Após explicar toda a causa da confusão no final do jogo do Palmeiras, João Martins foi sincero ao dizer por que reagiu às falas do técnico do Guarani durante a confusão. Seguranças precisaram, inclusive, apartar os dois na ida para os vestiários da Arena Barueri, na entrada do túnel.
“Peço desculpa, mas eu tenho sangue quente. E tenho os meus limites. Sei que passei dos limites e nada justifica isso, mas vou arcar com as consequências dos meus atos. Foi a primeira vez, tanto eu como o Abel, que tivemos um problema com o banco contrário. Mas ser ofendido daquela maneira, não”, disparou o treinador.
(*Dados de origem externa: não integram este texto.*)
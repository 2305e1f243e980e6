//! Application startup and lifecycle management.

use crate::config::InventoryConfig;
use crate::grpc::{
    proto::{inventory_service_server::InventoryServiceServer, FILE_DESCRIPTOR_SET},
    InventoryServiceImpl,
};
use crate::services::{get_metrics, init_metrics, Database, InventoryService, RecordStore};
use axum::{
    extract::State, http::StatusCode, middleware, response::IntoResponse, routing::get, Json,
    Router,
};
use serde_json::json;
use service_core::error::AppError;
use service_core::grpc::trace_context_interceptor;
use service_core::middleware::metrics::metrics_middleware;
use service_core::middleware::tracing::request_id_middleware;
use std::sync::Arc;
use tokio::net::TcpListener;
use tonic::transport::Server as GrpcServer;
use tower_http::trace::{DefaultMakeSpan, DefaultOnResponse, TraceLayer};
use tracing::Level;

/// State for health check endpoints.
#[derive(Clone)]
struct HealthState {
    store: Arc<dyn RecordStore>,
}

/// Health check endpoint for Docker/K8s liveness probes.
async fn health_check(State(state): State<HealthState>) -> impl IntoResponse {
    match state.store.health_check().await {
        Ok(_) => {
            tracing::debug!("Health check passed");
            (
                StatusCode::OK,
                Json(json!({
                    "status": "ok",
                    "service": "inventory-service",
                    "version": env!("CARGO_PKG_VERSION")
                })),
            )
        }
        Err(e) => {
            tracing::warn!(error = %e, "Health check failed - record store unavailable");
            (
                StatusCode::SERVICE_UNAVAILABLE,
                Json(json!({
                    "status": "unhealthy",
                    "service": "inventory-service",
                    "error": e.to_string()
                })),
            )
        }
    }
}

/// Readiness check endpoint for K8s readiness probes.
async fn readiness_check(State(state): State<HealthState>) -> Result<StatusCode, AppError> {
    state.store.health_check().await.map_err(|e| {
        tracing::warn!(error = %e, "Readiness check failed");
        AppError::ServiceUnavailable
    })?;
    Ok(StatusCode::OK)
}

/// Metrics endpoint for Prometheus scraping.
async fn metrics_handler() -> impl IntoResponse {
    (
        StatusCode::OK,
        [("content-type", "text/plain; charset=utf-8")],
        get_metrics(),
    )
}

/// Application container for managing server lifecycle.
pub struct Application {
    http_port: u16,
    grpc_port: u16,
    http_listener: TcpListener,
    grpc_listener: TcpListener,
    service: InventoryService,
}

impl Application {
    /// Connect to PostgreSQL, migrate, and bind listeners.
    pub async fn build(config: InventoryConfig) -> Result<Self, AppError> {
        Self::build_internal(config, true).await
    }

    /// Build the application without running migrations.
    /// Use this in tests when migrations are already applied by the test harness.
    pub async fn build_without_migrations(config: InventoryConfig) -> Result<Self, AppError> {
        Self::build_internal(config, false).await
    }

    /// Build on top of an existing record store.
    pub async fn build_with_store(
        config: InventoryConfig,
        store: Arc<dyn RecordStore>,
    ) -> Result<Self, AppError> {
        init_metrics();

        let service = InventoryService::new(store);

        let http_addr = config.common.bind_address(config.common.port)?;
        let http_listener = TcpListener::bind(http_addr).await.map_err(|e| {
            tracing::error!(error = %e, addr = %http_addr, "Failed to bind HTTP listener");
            AppError::from(e)
        })?;
        let http_port = http_listener.local_addr()?.port();

        let grpc_addr = config.common.bind_address(config.common.grpc_port()?)?;
        let grpc_listener = TcpListener::bind(grpc_addr).await.map_err(|e| {
            tracing::error!(error = %e, addr = %grpc_addr, "Failed to bind gRPC listener");
            AppError::from(e)
        })?;
        let grpc_port = grpc_listener.local_addr()?.port();

        tracing::info!(
            http_port = http_port,
            grpc_port = grpc_port,
            "Inventory service listeners bound"
        );

        Ok(Self {
            http_port,
            grpc_port,
            http_listener,
            grpc_listener,
            service,
        })
    }

    async fn build_internal(config: InventoryConfig, run_migrations: bool) -> Result<Self, AppError> {
        let db = Database::new(
            &config.database.url,
            config.database.max_connections,
            config.database.min_connections,
        )
        .await
        .map_err(|e| {
            tracing::error!(error = %e, "Failed to connect to PostgreSQL");
            e
        })?;

        if run_migrations {
            db.run_migrations().await.map_err(|e| {
                tracing::error!(error = %e, "Failed to run migrations");
                e
            })?;
        }

        Self::build_with_store(config, Arc::new(db)).await
    }

    /// Get the HTTP port the server is listening on.
    pub fn http_port(&self) -> u16 {
        self.http_port
    }

    /// Get the gRPC port the server is listening on.
    pub fn grpc_port(&self) -> u16 {
        self.grpc_port
    }

    pub fn service(&self) -> &InventoryService {
        &self.service
    }

    /// Run the application until stopped.
    pub async fn run_until_stopped(self) -> std::io::Result<()> {
        let health_state = HealthState {
            store: self.service.store().clone(),
        };

        let http_router = Router::new()
            .route("/health", get(health_check))
            .route("/ready", get(readiness_check))
            .route("/metrics", get(metrics_handler))
            .layer(TraceLayer::new_for_http())
            .layer(middleware::from_fn(metrics_middleware))
            .layer(middleware::from_fn(request_id_middleware))
            .with_state(health_state);

        let inventory_service = InventoryServiceImpl::new(self.service.clone());

        // gRPC health service
        let (mut health_reporter, grpc_health_service) = tonic_health::server::health_reporter();
        health_reporter
            .set_serving::<InventoryServiceServer<InventoryServiceImpl>>()
            .await;

        // Reflection service for debugging
        let reflection_service = tonic_reflection::server::Builder::configure()
            .register_encoded_file_descriptor_set(FILE_DESCRIPTOR_SET)
            .build_v1()
            .map_err(|e| {
                std::io::Error::other(format!("Failed to build reflection service: {}", e))
            })?;

        let grpc_trace_layer = TraceLayer::new_for_grpc()
            .make_span_with(DefaultMakeSpan::new().level(Level::INFO))
            .on_response(DefaultOnResponse::new().level(Level::DEBUG));

        // W3C trace context propagation
        let inventory_service_with_interceptor =
            InventoryServiceServer::with_interceptor(inventory_service, trace_context_interceptor);

        let incoming = tokio_stream::wrappers::TcpListenerStream::new(self.grpc_listener);
        let grpc_server = GrpcServer::builder()
            .layer(grpc_trace_layer)
            .add_service(grpc_health_service)
            .add_service(reflection_service)
            .add_service(inventory_service_with_interceptor)
            .serve_with_incoming(incoming);

        tracing::info!(
            service = "inventory-service",
            version = env!("CARGO_PKG_VERSION"),
            http_port = self.http_port,
            grpc_port = self.grpc_port,
            "Service ready to accept connections"
        );

        tokio::select! {
            result = axum::serve(self.http_listener, http_router) => {
                if let Err(e) = result {
                    tracing::error!(error = %e, "HTTP server error");
                    return Err(std::io::Error::other(format!("HTTP server error: {}", e)));
                }
            }
            result = grpc_server => {
                if let Err(e) = result {
                    tracing::error!(error = %e, "gRPC server error");
                    return Err(std::io::Error::other(format!("gRPC server error: {}", e)));
                }
            }
        }

        Ok(())
    }
}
O Palmeiras volta a campo no próximo final de semana, pelas quartas de final do Paulistão, quando encara o Capivariano. A Federação Paulista de Futebol (FPF) ainda não definiu as datas e horários dos duelos, mas a próxima fase do estadual acontece nos dias 21 e 22 de fevereiro.

João Martins comandou o Palmeiras no empate por 1 a 1 diante do Guarani, pelo Paulistão – Foto: Cesar Greco/Palmeiras
Sobre o retorno de Paulinho e a estreia de Arias: “Sobre o Paulinho, já falaram tudo. É questão de tempo e evolução, vamos fazer com que as coisas corram bem. A evolução está sendo positiva, mas é sem previsão. Sobre o Arias, já treinou ontem e treinou hoje. Veio bem, ficou ali quatro ou cinco dias tratando de problemas pessoais antes de vir. Já está integrado. E se tudo correr bem, está à disposição do treinador nas quartas de final”.
Sobre a escalação com mais titulares que o esperado: “Às vezes temos que correr alguns riscos. Fizemos um jogo muito intenso na quinta-feira à noite, um jogo muito difícil. Chegamos ao CT às cinco da manhã. No dia seguinte, após três jogos seguidos, os jogadores sentem cansaço acima do normal. Ontem à tarde tivemos que tomar decisões. Por causa da maratona, tivemos que correr alguns riscos. E assumimos esse risco para cuidarmos dos jogadores. Eles sabem que no futebol não dá para controlar tudo, mas tentar evitar ao máximo. Se acontecer, são situações de jogo”.
Como o Palmeiras vai aproveitar a semana sem jogos: “Esta semana livre será importante para duas coisas: recuperar do acúmulo de jogos. Algumas situações que o calendário não nos deixa recuperar: traumas dos jogadores, alguns problemas pelos quais muitos dos jogadores não iniciam os jogos a 100%. Vamos tentar ao máximo recuperar isso. E recuperar mentalmente, esse desgaste de viagem, jogo, concentração, volta, carga emocional no jogo… Conseguir desligar nesses dois dias para focarmos novamente outra vez”.